Where does the word "WrittenFile" show up in the data? Please find each such line and copy it.

**********

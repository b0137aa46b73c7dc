//! Site generation.
//!
//! Renders every route in the catalog to a file under the output directory.
//! Rendering is pure ([`render_route`]); this module owns the I/O around it.
//!
//! ## Output Structure
//!
//! ```text
//! dist/
//! ├── index.html
//! ├── 404.html
//! ├── sitemap.xml
//! ├── robots.txt
//! ├── services/
//! │   ├── index.html
//! │   ├── category/cybersecurity/index.html
//! │   └── managed-it-services/index.html
//! ├── resources/
//! │   ├── index.html                # page 1
//! │   ├── page/2/index.html         # page 2, 3, ...
//! │   └── backup-3-2-1-rule/index.html
//! ├── why-choose-us/index.html
//! ├── ...
//! └── images/                       # copied from <source>/assets/
//! ```
//!
//! Pages render in parallel on a dedicated rayon pool sized by
//! `build.max_threads`. The [`Catalog`] is immutable, so workers share it
//! by reference.

use crate::catalog::Catalog;
use crate::config::{self, SiteConfig};
use crate::layout::RenderContext;
use crate::paginate::{self, RESOURCES_PER_PAGE};
use crate::pages;
use crate::resolve;
use crate::routes::{self, Route, RouteError};
use crate::sitemap;
use chrono::{DateTime, Utc};
use rayon::prelude::*;
use std::fs;
use std::path::{Path, PathBuf};
use thiserror::Error;
use tracing::{debug, info};
use walkdir::WalkDir;

#[derive(Error, Debug)]
pub enum GenerateError {
    #[error("IO error: {0}")]
    Io(#[from] std::io::Error),
    #[error("Asset walk error: {0}")]
    Walk(#[from] walkdir::Error),
    #[error("Route error: {0}")]
    Route(#[from] RouteError),
    #[error("Thread pool error: {0}")]
    ThreadPool(#[from] rayon::ThreadPoolBuildError),
}

/// One file written by [`generate`].
#[derive(Debug, Clone, PartialEq, Eq)]
pub struct WrittenFile {
    /// Logical route path, e.g. `/resources?page=2`.
    pub path: String,
    /// File relative to the output directory.
    pub file: String,
    pub bytes: usize,
}

#[derive(Debug, Clone)]
pub struct BuildReport {
    pub output_dir: PathBuf,
    /// Written files in route order.
    pub files: Vec<WrittenFile>,
    pub assets_copied: usize,
    pub threads: usize,
}

impl BuildReport {
    /// Number of HTML pages (excludes sitemap and robots).
    pub fn page_count(&self) -> usize {
        self.files.iter().filter(|f| f.file.ends_with(".html")).count()
    }

    pub fn total_bytes(&self) -> usize {
        self.files.iter().map(|f| f.bytes).sum()
    }
}

/// Render one route to its final text (HTML, XML, or plain text).
///
/// Slugs and page numbers are re-checked against the catalog, so a route
/// built by hand rather than by [`Route::parse`] fails the same way.
pub fn render_route(route: &Route, ctx: &RenderContext) -> Result<String, RouteError> {
    let markup = match route {
        Route::Home => pages::home(ctx),
        Route::Services => pages::services_index(ctx),
        Route::ServiceCategory(category) => pages::service_category(ctx, *category),
        Route::ServiceDetail(slug) => {
            pages::service_detail(ctx, resolve::resolve_service(ctx.catalog, slug)?)
        }
        Route::Resources { page } => {
            let requested = i64::try_from(*page).unwrap_or(i64::MAX);
            let window = paginate::paginate_items(
                ctx.catalog.resource_posts(),
                RESOURCES_PER_PAGE,
                requested,
            )?;
            pages::resources_index(ctx, &window)
        }
        Route::ResourceDetail(slug) => {
            pages::resource_article(ctx, resolve::resolve_resource(ctx.catalog, slug)?)
        }
        Route::WhyChooseUs => pages::why_choose_us(ctx),
        Route::Contact => pages::contact(ctx),
        Route::Privacy => pages::privacy(ctx),
        Route::Terms => pages::terms(ctx),
        Route::NotFound => pages::not_found(ctx),
        Route::Sitemap => {
            let entries = sitemap::build_sitemap(ctx.config.base_url(), ctx.catalog, ctx.now);
            return Ok(sitemap::render_sitemap_xml(&entries));
        }
        Route::Robots => return Ok(sitemap::render_robots_txt(ctx.config.base_url())),
    };
    Ok(markup.into_string())
}

/// Parse a request path and render it.
pub fn render_request(request: &str, ctx: &RenderContext) -> Result<String, RouteError> {
    let route = Route::parse(request, ctx.catalog)?;
    render_route(&route, ctx)
}

pub fn generate(
    catalog: &Catalog,
    config: &SiteConfig,
    source_dir: &Path,
    output_dir: &Path,
    now: DateTime<Utc>,
) -> Result<BuildReport, GenerateError> {
    let ctx = RenderContext::new(catalog, config, now);
    fs::create_dir_all(output_dir)?;

    // Assets first so generated pages win on a name clash
    let assets_dir = source_dir.join(&config.build.assets_dir);
    let assets_copied = copy_assets(&assets_dir, output_dir)?;

    let threads = config::effective_threads(&config.build);
    let pool = rayon::ThreadPoolBuilder::new()
        .num_threads(threads)
        .build()?;

    let routes = routes::all_routes(catalog);
    info!(routes = routes.len(), threads, "rendering site");

    let files = pool.install(|| {
        routes
            .par_iter()
            .map(|route| write_route(route, &ctx, output_dir))
            .collect::<Result<Vec<_>, GenerateError>>()
    })?;

    info!(
        files = files.len(),
        assets = assets_copied,
        output = %output_dir.display(),
        "site generated"
    );
    Ok(BuildReport {
        output_dir: output_dir.to_path_buf(),
        files,
        assets_copied,
        threads,
    })
}

fn write_route(
    route: &Route,
    ctx: &RenderContext,
    output_dir: &Path,
) -> Result<WrittenFile, GenerateError> {
    let body = render_route(route, ctx)?;
    let file = route.output_file();
    let dest = output_dir.join(&file);
    if let Some(parent) = dest.parent() {
        fs::create_dir_all(parent)?;
    }
    fs::write(&dest, &body)?;
    debug!(path = %route.path(), file = %file, bytes = body.len(), "wrote");
    Ok(WrittenFile {
        path: route.path(),
        file,
        bytes: body.len(),
    })
}

/// Copy the assets tree to the output root. Returns the number of files.
///
/// A missing assets directory is not an error; the site just has no static
/// files beyond what is generated.
fn copy_assets(assets_dir: &Path, output_dir: &Path) -> Result<usize, GenerateError> {
    if !assets_dir.is_dir() {
        debug!(dir = %assets_dir.display(), "no assets directory");
        return Ok(0);
    }

    let mut copied = 0;
    for entry in WalkDir::new(assets_dir).min_depth(1) {
        let entry = entry?;
        let relative = entry
            .path()
            .strip_prefix(assets_dir)
            .map_err(|e| std::io::Error::other(e.to_string()))?;
        let dest = output_dir.join(relative);
        if entry.file_type().is_dir() {
            fs::create_dir_all(&dest)?;
        } else if entry.file_type().is_file() {
            if let Some(parent) = dest.parent() {
                fs::create_dir_all(parent)?;
            }
            fs::copy(entry.path(), &dest)?;
            copied += 1;
        }
    }
    debug!(copied, "copied assets");
    Ok(copied)
}

#[cfg(test)]
mod tests {
    use super::*;
    use crate::test_helpers::*;
    use chrono::TimeZone;
    use tempfile::TempDir;

    fn build_time() -> DateTime<Utc> {
        Utc.with_ymd_and_hms(2026, 2, 3, 4, 5, 6).unwrap()
    }

    #[test]
    fn render_route_covers_every_route() {
        let catalog = Catalog::builtin().unwrap();
        let config = test_config();
        let ctx = RenderContext::new(&catalog, &config, build_time());
        for route in routes::all_routes(&catalog) {
            let body = render_route(&route, &ctx).unwrap();
            assert!(!body.is_empty(), "{route:?} rendered nothing");
            if route.is_page() {
                assert!(body.starts_with("<!DOCTYPE html>"), "{route:?}");
            }
        }
    }

    #[test]
    fn render_route_rejects_unresolvable_routes() {
        let catalog = sample_catalog(2);
        let config = test_config();
        let ctx = RenderContext::new(&catalog, &config, build_time());

        let err = render_route(&Route::ServiceDetail("summary-only".into()), &ctx).unwrap_err();
        assert_eq!(err, RouteError::NotFound("/services/summary-only".into()));
        assert!(matches!(
            render_route(&Route::Resources { page: 2 }, &ctx),
            Err(RouteError::OutOfRange { total_pages: 1, .. })
        ));
        assert!(render_route(&Route::Resources { page: usize::MAX }, &ctx).is_err());
        assert!(render_route(&Route::ResourceDetail("nope".into()), &ctx).is_err());
    }

    #[test]
    fn render_request_parses_then_renders() {
        let catalog = Catalog::builtin().unwrap();
        let config = test_config();
        let ctx = RenderContext::new(&catalog, &config, build_time());

        let html = render_request("/services/managed-it-services", &ctx).unwrap();
        assert!(html.contains("Managed IT Services"));
        let robots = render_request("/robots.txt", &ctx).unwrap();
        assert!(robots.contains("Sitemap: https://example.test/sitemap.xml"));
        assert!(matches!(
            render_request("/resources?page=3", &ctx),
            Err(RouteError::OutOfRange { .. })
        ));
    }

    #[test]
    fn generate_writes_every_route() {
        let tmp = TempDir::new().unwrap();
        let output = tmp.path().join("dist");
        let catalog = sample_catalog(8);
        let config = test_config();

        let report = generate(&catalog, &config, tmp.path(), &output, build_time()).unwrap();

        assert_eq!(report.files.len(), routes::all_routes(&catalog).len());
        for written in &report.files {
            assert!(output.join(&written.file).is_file(), "missing {}", written.file);
        }
        assert!(output.join("index.html").is_file());
        assert!(output.join("404.html").is_file());
        assert!(output.join("resources/page/2/index.html").is_file());
        assert!(!output.join("services/summary-only").exists());
        assert_eq!(report.page_count(), report.files.len() - 2);
        assert_eq!(report.assets_copied, 0);
    }

    #[test]
    fn generate_preserves_route_order() {
        let tmp = TempDir::new().unwrap();
        let catalog = sample_catalog(1);
        let config = test_config();
        let report = generate(&catalog, &config, tmp.path(), &tmp.path().join("out"), build_time())
            .unwrap();
        let paths: Vec<String> = report.files.iter().map(|f| f.path.clone()).collect();
        let expected: Vec<String> = routes::all_routes(&catalog).iter().map(Route::path).collect();
        assert_eq!(paths, expected);
    }

    #[test]
    fn generate_copies_assets() {
        let tmp = TempDir::new().unwrap();
        let assets = tmp.path().join("assets");
        fs::create_dir_all(assets.join("images/resources")).unwrap();
        fs::write(assets.join("favicon.svg"), "<svg/>").unwrap();
        fs::write(assets.join("images/resources/post-1.jpg"), "jpg").unwrap();
        let output = tmp.path().join("dist");

        let catalog = sample_catalog(1);
        let config = test_config();
        let report = generate(&catalog, &config, tmp.path(), &output, build_time()).unwrap();

        assert_eq!(report.assets_copied, 2);
        assert_eq!(fs::read_to_string(output.join("favicon.svg")).unwrap(), "<svg/>");
        assert!(output.join("images/resources/post-1.jpg").is_file());
    }

    #[test]
    fn generated_pages_override_assets() {
        let tmp = TempDir::new().unwrap();
        let assets = tmp.path().join("assets");
        fs::create_dir_all(&assets).unwrap();
        fs::write(assets.join("index.html"), "stale").unwrap();
        let output = tmp.path().join("dist");

        let catalog = sample_catalog(0);
        let config = test_config();
        generate(&catalog, &config, tmp.path(), &output, build_time()).unwrap();
        let index = fs::read_to_string(output.join("index.html")).unwrap();
        assert!(index.starts_with("<!DOCTYPE html>"));
    }

    #[test]
    fn generated_sitemap_uses_build_time() {
        let tmp = TempDir::new().unwrap();
        let output = tmp.path().join("dist");
        let catalog = sample_catalog(2);
        let config = test_config();
        generate(&catalog, &config, tmp.path(), &output, build_time()).unwrap();

        let xml = fs::read_to_string(output.join("sitemap.xml")).unwrap();
        assert!(xml.contains("<loc>https://example.test/resources/post-2</loc>"));
        assert!(xml.contains("<lastmod>2026-02-03T04:05:06Z</lastmod>"));
    }
}
pub fn service_details() -> Vec<ServiceDetail> {
    let mut training = detail(DetailText {
        slug: "cybersecurity-training",
        title: "Cybersecurity Training",
        short: "Empower your team to recognize and prevent cyber threats with engaging, practical training programs.",
        long: "Your employees are your first line of defense against cyber threats. Our training programs teach your team to identify phishing attempts, handle sensitive data properly, and follow security best practices to protect your organization.",
        features: &[
            "Phishing Simulations",
            "Security Awareness",
            "Compliance Training",
            "Interactive Modules",
            "Progress Tracking",
            "Custom Scenarios",
        ],
        benefits: &[
            "Reduce human error risks",
            "Meet compliance requirements",
            "Build a security-first culture",
            "Protect sensitive data",
        ],
        cta: Some("Schedule Training Consultation"),
    });
    training.process_steps = vec![
        ProcessStep {
            title: "Assessment".into(),
            description: "We analyze your team's current security awareness and identify knowledge gaps to create a customized training plan.".into(),
        },
        ProcessStep {
            title: "Hands-On Training".into(),
            description: "Engaging, interactive sessions teach your team to recognize and respond to common security threats.".into(),
        },
        ProcessStep {
            title: "Ongoing Reinforcement".into(),
            description: "Regular simulations and refresher modules ensure security awareness becomes part of your company culture.".into(),
        },
    ];
    training.faqs = vec![
        Faq {
            question: "How long does a typical training program take?".into(),
            answer: "Our core training modules can be completed in 2-3 hours, broken into convenient 15-30 minute sessions. We also offer comprehensive programs with regular refreshers over 3-6 months for maximum retention.".into(),
        },
        Faq {
            question: "Can training be customized for our industry?".into(),
            answer: "Absolutely. We tailor all training materials to address the specific threats and compliance requirements relevant to your industry, whether healthcare, finance, education, or other sectors.".into(),
        },
        Faq {
            question: "How do you measure training effectiveness?".into(),
            answer: "We use pre and post-training assessments, phishing simulation metrics, and behavior change tracking to measure improvement. Regular reports help you see the tangible impact on your security posture.".into(),
        },
    ];

    vec![
        detail(DetailText {
            slug: "managed-it-services",
            title: "Managed IT Services",
            short: "Continuous monitoring and maintenance that prevents problems before they impact your operations.",
            long: "Our Managed IT Services provide comprehensive technology support tailored to your business needs. We proactively monitor your systems, resolve issues before they become problems, and ensure your infrastructure runs smoothly so you can focus on growing your business.",
            features: &[
                "Proactive Monitoring",
                "Remote and On-site Support",
                "Infrastructure Management",
                "Help Desk Support",
                "Patch Management",
                "Vendor Management",
            ],
            benefits: &[
                "Reduce downtime and increase productivity",
                "Predictable monthly IT costs",
                "Access to a team of IT experts",
                "Focus on your core business",
            ],
            cta: None,
        }),
        detail(DetailText {
            slug: "website-development",
            title: "Website Development and Support",
            short: "Modern, high-performance websites built to convert visitors into customers with ongoing technical support.",
            long: "We design and develop custom websites that reflect your brand and drive results. From simple landing pages to complex web applications, our team delivers responsive, fast, and secure solutions with ongoing maintenance and support.",
            features: &[
                "Custom Web Apps",
                "Performance Optimization",
                "Maintenance Plans",
                "SEO-Friendly Design",
                "Mobile Responsive",
                "Content Management",
            ],
            benefits: &[
                "Professional online presence",
                "Increased lead generation",
                "Better user experience",
                "Ongoing technical support",
            ],
            cta: Some("Start Website Project"),
        }),
        detail(DetailText {
            slug: "email-domain-migration",
            title: "Email/Domain Migration",
            short: "Seamless migration of your email systems and domains with minimal disruption.",
            long: "Moving to a new email platform or domain can be complex. We handle the entire migration process, ensuring all your emails, contacts, and calendars transfer seamlessly with minimal downtime.",
            features: &[
                "Seamless Transitions",
                "Complete Data Transfer",
                "Post-Migration Support",
                "DNS Management",
                "User Training",
                "Backup and Verification",
            ],
            benefits: &[
                "Careful planning to minimize data loss",
                "Minimal business disruption",
                "Expert guidance throughout",
                "Ongoing support after migration",
            ],
            cta: None,
        }),
        training,
        detail(DetailText {
            slug: "compliance-security",
            title: "State Compliance and Security",
            short: "Navigate complex regulatory requirements with expert guidance and implementation support.",
            long: "Staying compliant with industry regulations can be overwhelming. We help you understand your requirements, implement necessary controls, and prepare for audits so you can operate with confidence.",
            features: &[
                "Gap Analysis",
                "Policy Creation",
                "Audit Preparation",
                "Risk Assessment",
                "Documentation",
                "Ongoing Compliance Monitoring",
            ],
            benefits: &[
                "Avoid costly penalties",
                "Build customer trust",
                "Streamlined audit process",
                "Clear compliance roadmap",
            ],
            cta: Some("Discuss Compliance Needs"),
        }),
        detail(DetailText {
            slug: "penetration-testing",
            title: "Penetration Testing",
            short: "Discover security weaknesses through ethical hacking before malicious actors exploit them.",
            long: "Our certified security experts simulate real-world attacks on your systems to identify vulnerabilities. We provide detailed reports with prioritized recommendations to strengthen your security posture.",
            features: &[
                "Network Testing",
                "Application Security",
                "Executive Reports",
                "Social Engineering Tests",
                "Remediation Guidance",
                "Retesting",
            ],
            benefits: &[
                "Find vulnerabilities before hackers do",
                "Prioritized remediation plan",
                "Meet compliance requirements",
                "Protect your reputation",
            ],
            cta: Some("Request Penetration Test"),
        }),
        detail(DetailText {
            slug: "security-assessments",
            title: "Security Assessments",
            short: "Comprehensive evaluation of your entire security posture with actionable improvement roadmaps.",
            long: "Get a complete picture of your organization's security health. We evaluate your policies, procedures, and technical controls to identify gaps and provide a clear roadmap for improvement.",
            features: &[
                "Perimeter Analysis",
                "Risk Evaluation",
                "Remediation Plans",
                "Policy Review",
                "Vulnerability Scanning",
                "Security Scoring",
            ],
            benefits: &[
                "Understand your risk exposure",
                "Prioritize security investments",
                "Improve overall security posture",
                "Executive-ready reports",
            ],
            cta: Some("Get Security Assessment"),
        }),
        detail(DetailText {
            slug: "cloud-solutions",
            title: "Cloud Solutions",
            short: "Strategic cloud adoption and optimization that reduces costs while improving scalability and reliability.",
            long: "Whether you're moving to the cloud or optimizing your existing setup, we help you leverage cloud technology to reduce costs, improve flexibility, and scale your infrastructure as your business grows.",
            features: &[
                "Migration Strategy",
                "Cost Optimization",
                "Hybrid Solutions",
                "Cloud Security",
                "Performance Monitoring",
                "Disaster Recovery",
            ],
            benefits: &[
                "Reduce infrastructure costs",
                "Scale on demand",
                "Improve reliability",
                "Access anywhere",
            ],
            cta: Some("Explore Cloud Options"),
        }),
        detail(DetailText {
            slug: "voip-phone-systems",
            title: "VoIP and Phone Systems",
            short: "Business calling solutions with call routing, IVR, and softphone/desk phone provisioning.",
            long: "Upgrade your business communications with modern VoIP solutions. We set up and manage phone systems that integrate with your existing tools, reduce costs, and provide professional features like auto-attendants and call analytics.",
            features: &[
                "Number Porting",
                "Call Routing and IVR",
                "Teams/Zoom Phone Setup",
                "Softphone Apps",
                "Call Analytics",
                "Voicemail to Email",
            ],
            benefits: &[
                "Lower phone bills",
                "Work from anywhere",
                "Professional call handling",
                "Easy scalability",
            ],
            cta: None,
        }),
        detail(DetailText {
            slug: "backup-disaster-recovery",
            title: "Backup and Disaster Recovery",
            short: "Automated backups and tested recovery plans to keep your data safe and your team online.",
            long: "Protect your business from data loss with automated backup solutions and tested disaster recovery plans. We ensure your critical data is safe and can be restored quickly when you need it most.",
            features: &[
                "Offsite Backups",
                "M365/Google Backup",
                "Recovery Testing",
                "Ransomware Protection",
                "RTO/RPO Planning",
                "Bare Metal Recovery",
            ],
            benefits: &[
                "Peace of mind",
                "Fast recovery times",
                "Protection from ransomware",
                "Business continuity",
            ],
            cta: Some("Discuss Backup Solutions"),
        }),
        detail(DetailText {
            slug: "it-consulting-vcio",
            title: "IT Consulting (vCIO)",
            short: "Strategic planning and guidance to align technology investments with your business goals.",
            long: "Get executive-level IT guidance without the full-time cost. Our virtual CIO services provide strategic technology planning, budgeting, and vendor management to ensure your IT investments drive business results.",
            features: &[
                "Roadmaps and Budgeting",
                "Vendor Management",
                "Policy and Governance",
                "Technology Reviews",
                "Strategic Planning",
                "Quarterly Business Reviews",
            ],
            benefits: &[
                "Align IT with business goals",
                "Optimize technology spending",
                "Expert guidance on demand",
                "Long-term technology strategy",
            ],
            cta: None,
        }),
    ]
}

**********

• Result of the exercise:
pub struct WrittenFile {
    pub files: Vec<WrittenFile>,
) -> Result<WrittenFile, GenerateError> {
    Ok(WrittenFile {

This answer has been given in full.